Millions Facing Acute Food Insecurity In Afghanistan As Winter Looms, UN Warns

Geneva : More than 17 million people in Afghanistan will face crisis-level hunger in the coming winter months, the leading international authority on hunger crises and the UN food aid agency warned on Tuesday.
The number at risk is nearly 3 million more than a year ago.
Economic hardship, recurring droughts, dwindling international aid and an influx of Afghans returning home from countries such as neighboring Iran and Pakistan have strained resources and increased pressures on food security, according to the Integrated Food Security Phase Classification, known as the IPC, which tracks hunger crises.
“What the IPC tells us is that more than 17 million people in Afghanistan face acute food insecurity. That’s 3 million more than last year,” Jean-Martin Bauer, director of food security at the UN World Food Programme, told reporters in Geneva.

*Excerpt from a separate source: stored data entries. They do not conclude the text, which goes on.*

//! Server-side session storage.
//!
//! The session cookie carries only the session ID. Everything else, including
//! the SAML messages exchanged for the session, stays in the store.

use std::{collections::HashMap, time::Duration};

use async_trait::async_trait;
use chrono::{DateTime, Utc};
use serde::{Deserialize, Serialize};
use tokio::sync::RwLock;
use uuid::Uuid;

use crate::saml::UserPrincipal;

/// Result type for session store operations.
pub type SessionResult<T> = Result<T, SessionError>;

/// Errors that can occur during session operations.
#[derive(Debug, thiserror::Error)]
pub enum SessionError {
    #[error("Session not found")]
    NotFound,

    #[error("Session storage error: {0}")]
    Storage(String),
}

/// Per-session SAML state.
#[derive(Debug, Clone, Serialize, Deserialize)]
pub struct SessionState {
    /// Session ID, also the cookie value.
    pub id: Uuid,

    /// Last outbound AuthnRequest XML.
    #[serde(default)]
    pub sp_saml_string: Option<String>,

    /// Last consumed assertion XML.
    #[serde(default)]
    pub idp_saml_string: Option<String>,

    /// ID of the last consumed assertion, sent as `SessionIndex` on logout.
    #[serde(default)]
    pub idp_token: Option<String>,

    /// Subject NameID of the last consumed assertion.
    #[serde(default)]
    pub name_id: Option<String>,

    /// Set once an assertion has been consumed.
    #[serde(default)]
    pub principal: Option<UserPrincipal>,

    pub created_at: DateTime<Utc>,

    pub expires_at: DateTime<Utc>,
}

impl SessionState {
    /// Create an empty session valid for `ttl`.
    pub fn new(ttl: Duration) -> Self {
        let now = Utc::now();
        Self {
            id: Uuid::new_v4(),
            sp_saml_string: None,
            idp_saml_string: None,
            idp_token: None,
            name_id: None,
            principal: None,
            created_at: now,
            expires_at: expiry_from(now, ttl),
        }
    }

    pub fn is_expired(&self) -> bool {
        Utc::now() >= self.expires_at
    }

    pub fn is_authenticated(&self) -> bool {
        self.principal.is_some()
    }

    /// Copy of this session under a fresh ID and lifetime.
    pub fn rotate(&self, ttl: Duration) -> Self {
        let now = Utc::now();
        Self {
            id: Uuid::new_v4(),
            created_at: now,
            expires_at: expiry_from(now, ttl),
            ..self.clone()
        }
    }
}

fn expiry_from(now: DateTime<Utc>, ttl: Duration) -> DateTime<Utc> {
    chrono::Duration::from_std(ttl)
        .ok()
        .and_then(|ttl| now.checked_add_signed(ttl))
        .unwrap_or(DateTime::<Utc>::MAX_UTC)
}

/// Trait for session storage backends.
#[async_trait]
pub trait SessionStore: Send + Sync {
    /// Store a new session.
    async fn create_session(&self, session: SessionState) -> SessionResult<Uuid>;

    /// Get a session by ID. Expired sessions are removed and reported absent.
    async fn get_session(&self, id: Uuid) -> SessionResult<Option<SessionState>>;

    /// Replace an existing session.
    async fn update_session(&self, session: SessionState) -> SessionResult<()>;

    /// Delete a session. Deleting an unknown session is not an error.
    async fn delete_session(&self, id: Uuid) -> SessionResult<()>;

    /// Remove expired sessions.
    async fn cleanup(&self) -> SessionResult<usize>;
}

/// In-memory session store.
///
/// Sessions are lost on restart and not shared across nodes.
pub struct MemorySessionStore {
    sessions: RwLock<HashMap<Uuid, SessionState>>,
}

impl MemorySessionStore {
    pub fn new() -> Self {
        Self {
            sessions: RwLock::new(HashMap::new()),
        }
    }
}

impl Default for MemorySessionStore {
    fn default() -> Self {
        Self::new()
    }
}

#[async_trait]
impl SessionStore for MemorySessionStore {
    async fn create_session(&self, session: SessionState) -> SessionResult<Uuid> {
        let id = session.id;
        let mut sessions = self.sessions.write().await;
        sessions.insert(id, session);
        Ok(id)
    }

    async fn get_session(&self, id: Uuid) -> SessionResult<Option<SessionState>> {
        {
            let sessions = self.sessions.read().await;
            match sessions.get(&id) {
                None => return Ok(None),
                Some(session) if !session.is_expired() => return Ok(Some(session.clone())),
                Some(_) => {}
            }
        }
        let mut sessions = self.sessions.write().await;
        sessions.remove(&id);
        tracing::debug!(session_id = %id, "Removed expired session");
        Ok(None)
    }

    async fn update_session(&self, session: SessionState) -> SessionResult<()> {
        let mut sessions = self.sessions.write().await;
        match sessions.get_mut(&session.id) {
            Some(existing) => {
                *existing = session;
                Ok(())
            }
            None => Err(SessionError::NotFound),
        }
    }

    async fn delete_session(&self, id: Uuid) -> SessionResult<()> {
        let mut sessions = self.sessions.write().await;
        sessions.remove(&id);
        Ok(())
    }

    async fn cleanup(&self) -> SessionResult<usize> {
        let now = Utc::now();
        let mut sessions = self.sessions.write().await;
        let before = sessions.len();
        sessions.retain(|_, s| s.expires_at > now);
        Ok(before - sessions.len())
    }
}

#[cfg(test)]
mod tests {
    use super::*;

    const TTL: Duration = Duration::from_secs(1800);

    #[tokio::test]
    async fn test_memory_session_store() {
        let store = MemorySessionStore::new();

        let mut session = SessionState::new(TTL);
        session.sp_saml_string = Some("<samlp:AuthnRequest/>".to_string());
        let id = session.id;

        // Create session
        store.create_session(session).await.unwrap();

        // Get session
        let retrieved = store.get_session(id).await.unwrap().unwrap();
        assert_eq!(
            retrieved.sp_saml_string.as_deref(),
            Some("<samlp:AuthnRequest/>")
        );
        assert!(!retrieved.is_authenticated());

        // Delete session
        store.delete_session(id).await.unwrap();
        assert!(store.get_session(id).await.unwrap().is_none());
    }

    #[tokio::test]
    async fn test_update_missing_session() {
        let store = MemorySessionStore::new();
        let err = store
            .update_session(SessionState::new(TTL))
            .await
            .unwrap_err();
        assert!(matches!(err, SessionError::NotFound));
    }

    #[tokio::test]
    async fn test_expired_session_is_absent() {
        let store = MemorySessionStore::new();
        let mut session = SessionState::new(TTL);
        session.expires_at = Utc::now() - chrono::Duration::seconds(1);
        let id = store.create_session(session).await.unwrap();

        assert!(store.get_session(id).await.unwrap().is_none());
        assert_eq!(store.cleanup().await.unwrap(), 0);
    }

    #[tokio::test]
    async fn test_cleanup_removes_expired() {
        let store = MemorySessionStore::new();
        let mut expired = SessionState::new(TTL);
        expired.expires_at = Utc::now() - chrono::Duration::seconds(1);
        store.create_session(expired).await.unwrap();
        let live = store.create_session(SessionState::new(TTL)).await.unwrap();

        assert_eq!(store.cleanup().await.unwrap(), 1);
        assert!(store.get_session(live).await.unwrap().is_some());
    }

    #[test]
    fn test_rotate_keeps_state_under_new_id() {
        let mut session = SessionState::new(TTL);
        session.sp_saml_string = Some("request".to_string());
        let rotated = session.rotate(TTL);

        assert_ne!(rotated.id, session.id);
        assert_eq!(rotated.sp_saml_string, session.sp_saml_string);
        assert!(!rotated.is_expired());
    }
}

“There are almost 4 million children in a state of acute malnutrition,” he said in the video from Rome. “Approximately 1 million people are severely acutely malnourished, and these are actually children who need hospital treatment.”
According to the IPC report, food aid in Afghanistan reaches only 2.7 percent of the population; More than 2.5 million people have returned from Iran and Pakistan this year, worsened by the weak economy, high unemployment and reduced remittance flows from abroad.

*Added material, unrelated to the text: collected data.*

//! Exclusive XML Canonicalization 1.0 (without comments).
//!
//! Used both to serialise outbound protocol messages and to produce the
//! octets that XML-DSig digests and signatures are computed over.

use std::collections::{BTreeMap, BTreeSet};

use super::xml::{XmlAttribute, XmlElement, XmlNode};

/// Algorithm URI for exclusive canonicalization without comments.
pub const EXC_C14N: &str = "http://www.w3.org/2001/10/xml-exc-c14n#";

#[derive(Debug, Default, Clone, Copy)]
pub struct C14nOptions<'a> {
    /// Subtree left out of the output (the enveloped-signature transform).
    pub exclude: Option<&'a XmlElement>,
    /// InclusiveNamespaces PrefixList. `#default` names the default namespace.
    pub inclusive_prefixes: &'a [String],
}

/// Canonicalize `element` and its descendants.
pub fn canonicalize(element: &XmlElement, options: &C14nOptions<'_>) -> String {
    let mut out = String::new();
    write_element(element, options, &BTreeMap::new(), &mut out);
    out
}

fn write_element(
    element: &XmlElement,
    options: &C14nOptions<'_>,
    rendered: &BTreeMap<String, String>,
    out: &mut String,
) {
    if let Some(excluded) = options.exclude
        && std::ptr::eq(element, excluded)
    {
        return;
    }

    let mut utilized = BTreeSet::new();
    utilized.insert(element.prefix.clone().unwrap_or_default());
    for attr in &element.attributes {
        if let Some(prefix) = &attr.prefix
            && prefix != "xml"
        {
            utilized.insert(prefix.clone());
        }
    }
    for prefix in options.inclusive_prefixes {
        let key = if prefix == "#default" { "" } else { prefix.as_str() };
        if element.scope.contains_key(key) {
            utilized.insert(key.to_string());
        }
    }

    // BTreeSet order puts the default namespace ("") first, then prefixes
    // lexicographically, which is the canonical declaration order.
    let mut in_output = rendered.clone();
    let mut declarations = Vec::new();
    for prefix in utilized {
        let uri = element.scope.get(&prefix).cloned().unwrap_or_default();
        let current = rendered.get(&prefix).map(String::as_str).unwrap_or("");
        if uri == current || (uri.is_empty() && !prefix.is_empty()) {
            continue;
        }
        in_output.insert(prefix.clone(), uri.clone());
        declarations.push((prefix, uri));
    }

    out.push('<');
    out.push_str(&element.qualified_name());
    for (prefix, uri) in &declarations {
        if prefix.is_empty() {
            out.push_str(" xmlns=\"");
        } else {
            out.push_str(" xmlns:");
            out.push_str(prefix);
            out.push_str("=\"");
        }
        escape_attribute(uri, out);
        out.push('"');
    }

    let mut attributes: Vec<&XmlAttribute> = element.attributes.iter().collect();
    attributes.sort_by(|a, b| {
        let key_a = (a.namespace.as_deref().unwrap_or(""), a.local_name.as_str());
        let key_b = (b.namespace.as_deref().unwrap_or(""), b.local_name.as_str());
        key_a.cmp(&key_b)
    });
    for attr in attributes {
        out.push(' ');
        out.push_str(&attr.qualified_name());
        out.push_str("=\"");
        escape_attribute(&attr.value, out);
        out.push('"');
    }
    out.push('>');

    for child in &element.children {
        match child {
            XmlNode::Element(child) => write_element(child, options, &in_output, out),
            XmlNode::Text(text) => escape_text(text, out),
        }
    }

    out.push_str("</");
    out.push_str(&element.qualified_name());
    out.push('>');
}

fn escape_attribute(value: &str, out: &mut String) {
    for c in value.chars() {
        match c {
            '&' => out.push_str("&amp;"),
            '<' => out.push_str("&lt;"),
            '"' => out.push_str("&quot;"),
            '\t' => out.push_str("&#x9;"),
            '\n' => out.push_str("&#xA;"),
            '\r' => out.push_str("&#xD;"),
            c => out.push(c),
        }
    }
}

fn escape_text(value: &str, out: &mut String) {
    for c in value.chars() {
        match c {
            '&' => out.push_str("&amp;"),
            '<' => out.push_str("&lt;"),
            '>' => out.push_str("&gt;"),
            '\r' => out.push_str("&#xD;"),
            c => out.push(c),
        }
    }
}

#[cfg(test)]
mod tests {
    use rstest::rstest;

    use super::*;
    use crate::saml::xml::XmlParserPool;

    fn parse(xml: &str) -> XmlElement {
        XmlParserPool::default().parse(xml).unwrap()
    }

    #[test]
    fn test_drops_unused_namespaces_and_sorts_attributes() {
        let root = parse(
            r#"<a:root xmlns:b="urn:b" xmlns:a="urn:a" xmlns:unused="urn:u" z="1" b:y="2" a="3"/>"#,
        );
        assert_eq!(
            canonicalize(&root, &C14nOptions::default()),
            r#"<a:root xmlns:a="urn:a" xmlns:b="urn:b" a="3" z="1" b:y="2"></a:root>"#
        );
    }

    #[test]
    fn test_declares_namespaces_where_first_used() {
        let root = parse(
            r#"<p:outer xmlns:p="urn:p" xmlns:q="urn:q"><p:inner><q:leaf>x</q:leaf></p:inner></p:outer>"#,
        );
        let inner = root.child_elements().next().unwrap();
        assert_eq!(
            canonicalize(inner, &C14nOptions::default()),
            r#"<p:inner xmlns:p="urn:p"><q:leaf xmlns:q="urn:q">x</q:leaf></p:inner>"#
        );
    }

    #[test]
    fn test_default_namespace_is_undeclared_when_left() {
        let root = parse(r#"<r xmlns="urn:d"><c xmlns=""/></r>"#);
        assert_eq!(
            canonicalize(&root, &C14nOptions::default()),
            r#"<r xmlns="urn:d"><c xmlns=""></c></r>"#
        );
    }

    #[test]
    fn test_escaping() {
        let root = parse("<r a=\"&lt;&amp;&quot;&#9;\">1 &lt; 2 &amp;&amp; 3 &gt; 2</r>");
        assert_eq!(
            canonicalize(&root, &C14nOptions::default()),
            "<r a=\"&lt;&amp;&quot;&#x9;\">1 &lt; 2 &amp;&amp; 3 &gt; 2</r>"
        );
    }

    #[test]
    fn test_excluded_subtree_and_inclusive_prefixes() {
        let root = parse(
            r#"<r xmlns:xs="urn:xs"><skip>gone</skip><keep>kept</keep></r>"#,
        );
        let skip = root.child_elements().next().unwrap();
        let prefixes = vec!["xs".to_string()];
        let options = C14nOptions {
            exclude: Some(skip),
            inclusive_prefixes: &prefixes,
        };
        assert_eq!(
            canonicalize(&root, &options),
            r#"<r xmlns:xs="urn:xs"><keep>kept</keep></r>"#
        );
    }

    /// Exclusive XML Canonicalization 1.0, section 2.2: the same `n1:elem2`
    /// subtree in two different contexts canonicalizes identically.
    #[rstest]
    #[case::first_context(
        "<n0:local xmlns:n0=\"foo:bar\" xmlns:n3=\"ftp://example.org\">\n  \
         <n1:elem2 xmlns:n1=\"http://example.net\" xml:lang=\"en\">\n    \
         <n3:stuff xmlns:n3=\"ftp://example.org\"/>\n  </n1:elem2>\n</n0:local>"
    )]
    #[case::second_context(
        "<n2:pdu xmlns:n1=\"http://example.com\" xmlns:n2=\"http://foo.example\" \
         xml:lang=\"fr\" xml:space=\"retain\">\n  \
         <n1:elem2 xmlns:n1=\"http://example.net\" xml:lang=\"en\">\n    \
         <n3:stuff xmlns:n3=\"ftp://example.org\"/>\n  </n1:elem2>\n</n2:pdu>"
    )]
    fn test_w3c_exclusive_vectors(#[case] document: &str) {
        let root = parse(document);
        let elem2 = root.child_elements().next().unwrap();
        assert_eq!(
            canonicalize(elem2, &C14nOptions::default()),
            "<n1:elem2 xmlns:n1=\"http://example.net\" xml:lang=\"en\">\n    \
             <n3:stuff xmlns:n3=\"ftp://example.org\"></n3:stuff>\n  </n1:elem2>"
        );
    }

    #[test]
    fn test_crlf_input_canonicalizes_like_lf() {
        let lf = parse("<r a=\"1\">\n  <c>x\ny</c>\n</r>");
        let crlf = parse("<r a=\"1\">\r\n  <c>x\r\ny</c>\r\n</r>");
        let options = C14nOptions::default();
        assert_eq!(canonicalize(&crlf, &options), canonicalize(&lf, &options));
        assert!(!canonicalize(&crlf, &options).contains("&#xD;"));
    }
}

The report stated that more than 17 million people, more than a third of the population, will face crisis-level food insecurity in the four months to March 2026. Of these, 4.7 million may face immediate food insecurity.
According to IPC’s forecast, an improvement is expected in the spring harvest season, which will start in April.
Last week, the UN warned of a “serious” and “precarious” crisis in Afghanistan as it enters its first winter in years without US foreign aid and virtually no international food distribution.
The situation has worsened due to “overlapping shocks” including recent deadly earthquakes and increasing restrictions on access to humanitarian aid and personnel, U.N. humanitarian chief Tom Fletcher told the Security Council on Wednesday.
While Fletcher said around 22 million Afghans will need UN assistance in 2026, his organization will focus on the 3.9 million Afghans who face the most urgent need for life-saving aid in light of declining donor contributions.